(Dataset entries)
------

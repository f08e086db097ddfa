//! # ScalarGrad core
//!
//! A scalar reverse-mode automatic differentiation engine. Arithmetic and
//! transcendental operations on [`Value`] handles lazily build a DAG; calling
//! [`Value::backward`] on a scalar root runs a single reverse traversal that
//! accumulates the exact partial derivative of the root into every upstream
//! node's `grad`.

pub mod autograd;
pub mod error;
pub mod nn;
pub mod ops;
pub mod utils;
pub mod value;

// Re-export the handle type so it is accessible directly via `scalargrad_core::Value`.
pub use value::Value;
// Re-export traits required by public functions/structs.
pub use num_traits;
pub use ops::traits::Scalar;

pub use error::ScalarGradError;
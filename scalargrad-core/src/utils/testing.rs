use crate::value::Value;

/// Checks that a value's forward data is within tolerance of the expected
/// number. Panics with a detailed message otherwise.
pub fn check_value_near(actual: &Value<f64>, expected: f64, tolerance: f64) {
    let data = actual.data();
    let diff = (data - expected).abs();
    if diff > tolerance {
        panic!(
            "data mismatch: actual={:?}, expected={:?}, diff={:?}, tolerance={:?}",
            data, expected, diff, tolerance
        );
    }
}

/// Checks that a value's accumulated gradient is within tolerance of the
/// expected number. Panics with a detailed message otherwise.
pub fn check_grad_near(actual: &Value<f64>, expected: f64, tolerance: f64) {
    let grad = actual.grad();
    let diff = (grad - expected).abs();
    if diff > tolerance {
        panic!(
            "grad mismatch: actual={:?}, expected={:?}, diff={:?}, tolerance={:?}",
            grad, expected, diff, tolerance
        );
    }
}
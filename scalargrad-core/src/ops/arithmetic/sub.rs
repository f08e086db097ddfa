use crate::ops::arithmetic::add::add_op;
use crate::ops::arithmetic::neg::neg_op;
use crate::ops::traits::Scalar;
use crate::value::Value;

/// Subtraction, defined as `a + (-b)`. Gradients are inherited from the
/// addition and negation it composes: 1 toward `a`, -1 toward `b`.
pub fn sub_op<T: Scalar>(a: &Value<T>, b: &Value<T>) -> Value<T> {
    add_op(a, &neg_op(b))
}

#[cfg(test)]
mod tests {
    use super::*;

    #[test]
    fn test_sub_forward_and_backward() {
        let a = Value::new(3.0);
        let b = Value::new(2.0);
        let out = sub_op(&a, &b);
        assert_eq!(out.data(), 1.0);

        out.backward();
        assert_eq!(a.grad(), 1.0);
        assert_eq!(b.grad(), -1.0);
    }

    #[test]
    fn test_sub_self_is_zero_with_accumulated_grads() {
        // x - x: forward 0; both contributions land on the same node.
        let x = Value::new(4.0);
        let out = sub_op(&x, &x);
        assert_eq!(out.data(), 0.0);

        out.backward();
        assert_eq!(x.grad(), 0.0); // +1 and -1 accumulate to 0
    }
}
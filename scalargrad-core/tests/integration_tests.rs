use approx::assert_relative_eq;
use scalargrad_core::autograd::grad_check::check_grad;
use scalargrad_core::nn::{losses::mse_loss, Mlp, Module};
use scalargrad_core::Value;

#[test]
fn composed_expression_matches_finite_differences() {
    // f(x) = sin(x^2) * exp(cos x) + ln(x + 1)
    let inputs = vec![Value::new(0.5)];
    check_grad(
        |vars| {
            let x = &vars[0];
            let wave = x.powf(2.0)?.sin();
            let envelope = x.cos().exp();
            let offset = (x + 1.0).ln()?;
            Ok(&wave * &envelope + offset)
        },
        &inputs,
        1e-6,
        1e-6,
    )
    .unwrap();
}

#[test]
fn two_variable_expression_with_shared_subterms() {
    // f(a, b) = (a + b) * (a + b) + tanh(a * b)
    let inputs = vec![Value::new(0.3), Value::new(-1.1)];
    check_grad(
        |vars| {
            let a = &vars[0];
            let b = &vars[1];
            let sum = a + b;
            Ok(&sum * &sum + (a * b).tanh())
        },
        &inputs,
        1e-6,
        1e-6,
    )
    .unwrap();
}

#[test]
fn value_exponent_power_matches_finite_differences() {
    let inputs = vec![Value::new(2.0), Value::new(3.0)];
    check_grad(
        |vars| vars[0].pow(&vars[1]),
        &inputs,
        1e-6,
        1e-6,
    )
    .unwrap();
}

#[test]
fn generic_over_f32() {
    let x: Value<f32> = Value::new(3.0);
    let y = &x * &x;
    assert_eq!(y.data(), 9.0);

    y.backward();
    assert_eq!(x.grad(), 6.0);
}

#[test]
fn training_reduces_mse() {
    let mlp = Mlp::new(2, &[4, 1]);
    let samples: [[f64; 2]; 4] = [[1.0, 1.0], [1.0, 0.0], [0.0, 1.0], [0.0, 0.0]];
    let targets = [1.0, 0.0, 0.0, 1.0];

    let run_epoch = |update: bool| -> f64 {
        let predictions: Vec<Value> = samples
            .iter()
            .map(|sample| {
                let inputs: Vec<Value> = sample.iter().map(|&x| Value::new(x)).collect();
                mlp.forward(&inputs).remove(0)
            })
            .collect();
        let loss = mse_loss(&predictions, &targets);
        if update {
            mlp.zero_grad();
            loss.backward();
            for param in mlp.parameters() {
                param.set_data(param.data() - 0.05 * param.grad());
            }
        }
        loss.data()
    };

    let initial_loss = run_epoch(false);
    for _ in 0..100 {
        run_epoch(true);
    }
    let final_loss = run_epoch(false);

    assert!(
        final_loss < initial_loss,
        "loss did not decrease: {} -> {}",
        initial_loss,
        final_loss
    );
}

#[test]
fn gradients_survive_many_composition_layers() {
    // A deep chain: x -> ((x * 1.01 + 0.01) repeated) keeps a well-defined
    // gradient equal to 1.01^depth.
    let x = Value::new(0.5);
    let mut node = x.clone();
    let depth = 100;
    for _ in 0..depth {
        node = node * 1.01 + 0.01;
    }

    node.backward();
    assert_relative_eq!(x.grad(), 1.01f64.powi(depth), epsilon = 1e-9);
}
use crate::ops::arithmetic::mul::mul_op;
use crate::ops::arithmetic::pow::powf_unchecked;
use crate::ops::traits::Scalar;
use crate::value::Value;

/// Division, defined as `a * b^(-1)`.
///
/// Gradients are inherited from the composed multiplication and power:
/// 1/b toward `a`, -a/b^2 toward `b`. The -1 exponent is an integer, so the
/// power never has a domain error; a zero divisor yields infinity silently,
/// matching standard floating-point semantics.
pub fn div_op<T: Scalar>(a: &Value<T>, b: &Value<T>) -> Value<T> {
    mul_op(a, &powf_unchecked(b, -T::one()))
}

// --- Tests ---
#[cfg(test)]
#[path = "div_test.rs"]
mod tests;
//! Claim input and demo claim records for the fraud simulator

use serde::{Deserialize, Serialize};
use utoipa::ToSchema;

/// Draft claim parameters held by the simulator
///
/// Numeric fields are unvalidated passthrough: the form restricts entry to
/// the intended ranges, the model does not.
#[derive(Debug, Clone, PartialEq, Serialize, Deserialize, ToSchema)]
#[serde(rename_all = "camelCase")]
pub struct ClaimInput {
    pub farmer_name: String,
    /// Suggested set is Corn, Wheat, Soybeans or Cotton; any string is accepted
    pub crop_type: String,
    /// Claimed payout in dollars
    pub claimed_amount: f64,
    /// Reported yield loss, intended range 0-100
    pub yield_loss_percentage: f64,
    /// Normalized local weather anomaly, intended range 0.0-1.0
    pub weather_anomaly_score: f64,
    /// Prior claims filed over the last three years
    pub previous_claims: u32,
}

impl Default for ClaimInput {
    fn default() -> Self {
        Self {
            farmer_name: "Emily Vance".to_string(),
            crop_type: "Corn".to_string(),
            claimed_amount: 25000.0,
            yield_loss_percentage: 90.0,
            weather_anomaly_score: 0.1,
            previous_claims: 3,
        }
    }
}

/// Field-level overlay applied to the draft input
///
/// Absent fields leave the draft untouched.
#[derive(Debug, Clone, Default, Deserialize, ToSchema)]
#[serde(rename_all = "camelCase")]
pub struct ClaimInputPatch {
    pub farmer_name: Option<String>,
    pub crop_type: Option<String>,
    pub claimed_amount: Option<f64>,
    pub yield_loss_percentage: Option<f64>,
    pub weather_anomaly_score: Option<f64>,
    pub previous_claims: Option<u32>,
}

impl ClaimInput {
    /// Apply a partial edit to the draft
    pub fn apply(&mut self, patch: ClaimInputPatch) {
        if let Some(v) = patch.farmer_name {
            self.farmer_name = v;
        }
        if let Some(v) = patch.crop_type {
            self.crop_type = v;
        }
        if let Some(v) = patch.claimed_amount {
            self.claimed_amount = v;
        }
        if let Some(v) = patch.yield_loss_percentage {
            self.yield_loss_percentage = v;
        }
        if let Some(v) = patch.weather_anomaly_score {
            self.weather_anomaly_score = v;
        }
        if let Some(v) = patch.previous_claims {
            self.previous_claims = v;
        }
    }
}

/// Review status of a historical claim
#[derive(Debug, Clone, Copy, PartialEq, Eq, Serialize, Deserialize, ToSchema)]
pub enum ClaimStatus {
    Pending,
    Flagged,
    Approved,
    Rejected,
}

/// Historical claim shown in the demo claims table
#[derive(Debug, Clone, Serialize, Deserialize, ToSchema)]
#[serde(rename_all = "camelCase")]
pub struct ClaimRecord {
    pub claim_id: String,
    pub farmer_name: String,
    pub crop_type: String,
    pub region: String,
    pub claimed_amount: f64,
    pub yield_loss_percentage: f64,
    pub weather_anomaly_score: f64,
    pub previous_claims: u32,
    pub status: ClaimStatus,
}

/// Canned claim history served to the marketing page
pub fn sample_claims() -> Vec<ClaimRecord> {
    vec![
        ClaimRecord {
            claim_id: "CLM001".to_string(),
            farmer_name: "John Doe".to_string(),
            crop_type: "Wheat".to_string(),
            region: "Midwest".to_string(),
            claimed_amount: 12000.0,
            yield_loss_percentage: 85.0,
            weather_anomaly_score: 0.2,
            previous_claims: 0,
            status: ClaimStatus::Approved,
        },
        ClaimRecord {
            claim_id: "CLM002".to_string(),
            farmer_name: "Alice Smith".to_string(),
            crop_type: "Corn".to_string(),
            region: "Central Valley".to_string(),
            claimed_amount: 45000.0,
            yield_loss_percentage: 95.0,
            weather_anomaly_score: 0.1,
            previous_claims: 4,
            status: ClaimStatus::Flagged,
        },
        ClaimRecord {
            claim_id: "CLM003".to_string(),
            farmer_name: "Bob Johnson".to_string(),
            crop_type: "Soybeans".to_string(),
            region: "Southern Delta".to_string(),
            claimed_amount: 8000.0,
            yield_loss_percentage: 30.0,
            weather_anomaly_score: 0.9,
            previous_claims: 1,
            status: ClaimStatus::Pending,
        },
    ]
}

#[cfg(test)]
mod tests {
    use super::*;

    #[test]
    fn patch_overrides_only_present_fields() {
        let mut input = ClaimInput::default();
        input.apply(ClaimInputPatch {
            farmer_name: Some("Alice Smith".to_string()),
            claimed_amount: Some(45000.0),
            ..ClaimInputPatch::default()
        });

        assert_eq!(input.farmer_name, "Alice Smith");
        assert_eq!(input.claimed_amount, 45000.0);
        // Untouched fields keep the draft values
        assert_eq!(input.crop_type, "Corn");
        assert_eq!(input.yield_loss_percentage, 90.0);
        assert_eq!(input.previous_claims, 3);
    }

    #[test]
    fn empty_patch_is_a_no_op() {
        let mut input = ClaimInput::default();
        input.apply(ClaimInputPatch::default());
        assert_eq!(input, ClaimInput::default());
    }

    #[test]
    fn input_serializes_with_camel_case_field_names() {
        let json = serde_json::to_value(ClaimInput::default()).unwrap();
        assert_eq!(json["farmerName"], "Emily Vance");
        assert_eq!(json["claimedAmount"], 25000.0);
        assert_eq!(json["weatherAnomalyScore"], 0.1);
    }
}
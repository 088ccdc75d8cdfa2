//! OpenAPI specification endpoints

use actix_web::{HttpResponse, Responder, get};
use utoipa::OpenApi;

use crate::api;
use crate::api::health::{DependencyHealth, HealthStatus, ReadinessStatus};
use crate::model::{
    AssessmentResult, ClaimInput, ClaimInputPatch, ClaimRecord, ClaimStatus, FraudClassification,
    ModelMetric,
};
use crate::service::simulator::SimulatorSnapshot;

#[derive(OpenApi)]
#[openapi(
    paths(
        api::simulator::get_simulator,
        api::simulator::update_input,
        api::simulator::run_simulation,
        api::demo::list_claims,
        api::demo::list_metrics,
        api::health::liveness,
        api::health::readiness,
    ),
    components(schemas(
        ClaimInput,
        ClaimInputPatch,
        SimulatorSnapshot,
        AssessmentResult,
        FraudClassification,
        ClaimRecord,
        ClaimStatus,
        ModelMetric,
        HealthStatus,
        ReadinessStatus,
        DependencyHealth,
    )),
    tags(
        (name = "simulator", description = "Interactive fraud simulator"),
        (name = "demo", description = "Canned data for the marketing page"),
        (name = "health", description = "Liveness and readiness probes"),
    ),
    info(
        title = "AgriGuard AI API",
        description = "Claim assessment backend for the AgriGuard AI fraud detection demo"
    )
)]
pub struct ApiDoc;

/// Serve OpenAPI JSON specification
#[get("/openapi.json")]
pub async fn openapi_json() -> impl Responder {
    HttpResponse::Ok().json(ApiDoc::openapi())
}

/// Serve OpenAPI YAML specification
#[get("/openapi.yaml")]
pub async fn openapi_yaml() -> impl Responder {
    HttpResponse::Ok()
        .content_type("text/yaml")
        .body(ApiDoc::openapi().to_yaml().unwrap())
}

/// Configure OpenAPI routes
pub fn configure(cfg: &mut actix_web::web::ServiceConfig) {
    cfg.service(openapi_json).service(openapi_yaml);
}
pub mod assessment;
pub mod claim;
pub mod config;
pub mod metrics;
pub mod verdicts;

pub use assessment::{AssessmentResult, FraudClassification};
pub use claim::{ClaimInput, ClaimInputPatch, ClaimRecord, ClaimStatus};
pub use config::{AssessmentConfig, Config};
pub use metrics::ModelMetric;
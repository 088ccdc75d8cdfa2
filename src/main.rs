use std::sync::Arc;

use actix_web::{App, HttpServer, web};
use tracing_subscriber::{layer::SubscriberExt, util::SubscriberInitExt};

mod api;
mod model;
mod service;

use model::Config;
use service::assessment::ClaimAssessor;
use service::{ClaimAssessmentService, Simulator};

#[tokio::main]
async fn main() -> std::io::Result<()> {
    // Load .env file if present (ignore if missing)
    let _ = dotenvy::dotenv();

    // Initialize tracing
    tracing_subscriber::registry()
        .with(
            tracing_subscriber::EnvFilter::try_from_default_env().unwrap_or_else(|_| "info".into()),
        )
        .with(tracing_subscriber::fmt::layer())
        .init();

    let config = Config::from_env();
    let bind_addr = config.bind_addr();

    // Shared assessment service; simulator runs go through its ClaimAssessor seam
    let assessment_service = Arc::new(ClaimAssessmentService::new(config.assessment.clone()));

    let simulator = web::Data::new(Simulator::new(
        Arc::clone(&assessment_service) as Arc<dyn ClaimAssessor>
    ));
    let assessment_data = web::Data::from(assessment_service);

    tracing::info!("Starting AgriGuard AI server on {}", bind_addr);

    HttpServer::new(move || {
        App::new()
            .app_data(simulator.clone())
            .app_data(assessment_data.clone())
            .configure(api::simulator::configure)
            .configure(api::demo::configure)
            .configure(api::health::configure)
            .configure(api::openapi::configure)
    })
    .bind(&bind_addr)?
    .run()
    .await
}
//! Wire types for LLM-produced claim verdicts

use schemars::JsonSchema;
use serde::{Deserialize, Serialize};

/// Claim fraud verdict as returned by the LLM
///
/// Every field is mandatory and the derived schema is handed to the
/// provider as the response constraint. A payload missing a field, adding
/// unknown fields, or mistyping a value fails deserialization instead of
/// producing a partial verdict.
#[derive(Debug, Clone, Serialize, Deserialize, JsonSchema)]
#[serde(rename_all = "camelCase", deny_unknown_fields)]
pub struct ExtractedVerdict {
    pub fraud_classification: ExtractedClassification,

    #[schemars(description = "Fraud risk score from 0 to 100")]
    pub risk_score: f64,

    #[schemars(description = "Explanation of the factors behind the verdict")]
    pub reasoning: String,

    #[schemars(description = "Confidence in the classification, from 0.0 to 1.0")]
    pub confidence: f64,

    #[schemars(description = "Next step recommended to the insurance officer")]
    pub recommended_action: String,
}

/// Two-value classification enum the provider must choose from
#[derive(Debug, Clone, Copy, PartialEq, Eq, Serialize, Deserialize, JsonSchema)]
pub enum ExtractedClassification {
    Genuine,
    Fraudulent,
}

#[cfg(test)]
mod tests {
    use super::*;

    #[test]
    fn payload_missing_a_field_is_rejected() {
        // recommendedAction omitted
        let payload = r#"{
            "fraudClassification": "Fraudulent",
            "riskScore": 82,
            "reasoning": "High loss with negligible weather anomaly.",
            "confidence": 0.88
        }"#;

        assert!(serde_json::from_str::<ExtractedVerdict>(payload).is_err());
    }

    #[test]
    fn payload_with_unknown_classification_is_rejected() {
        let payload = r#"{
            "fraudClassification": "Suspicious",
            "riskScore": 50,
            "reasoning": "n/a",
            "confidence": 0.5,
            "recommendedAction": "n/a"
        }"#;

        assert!(serde_json::from_str::<ExtractedVerdict>(payload).is_err());
    }

    #[test]
    fn conforming_payload_deserializes() {
        let payload = r#"{
            "fraudClassification": "Genuine",
            "riskScore": 12.5,
            "reasoning": "Loss is consistent with the reported weather anomaly.",
            "confidence": 0.91,
            "recommendedAction": "Route through the express payout path."
        }"#;

        let verdict: ExtractedVerdict = serde_json::from_str(payload).unwrap();
        assert_eq!(verdict.fraud_classification, ExtractedClassification::Genuine);
        assert_eq!(verdict.risk_score, 12.5);
    }
}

------

◆ Problem requirements ◆
Provide the number of lines in the preceding entries that include the string "export", with no other words.

◆ The answer ◆
2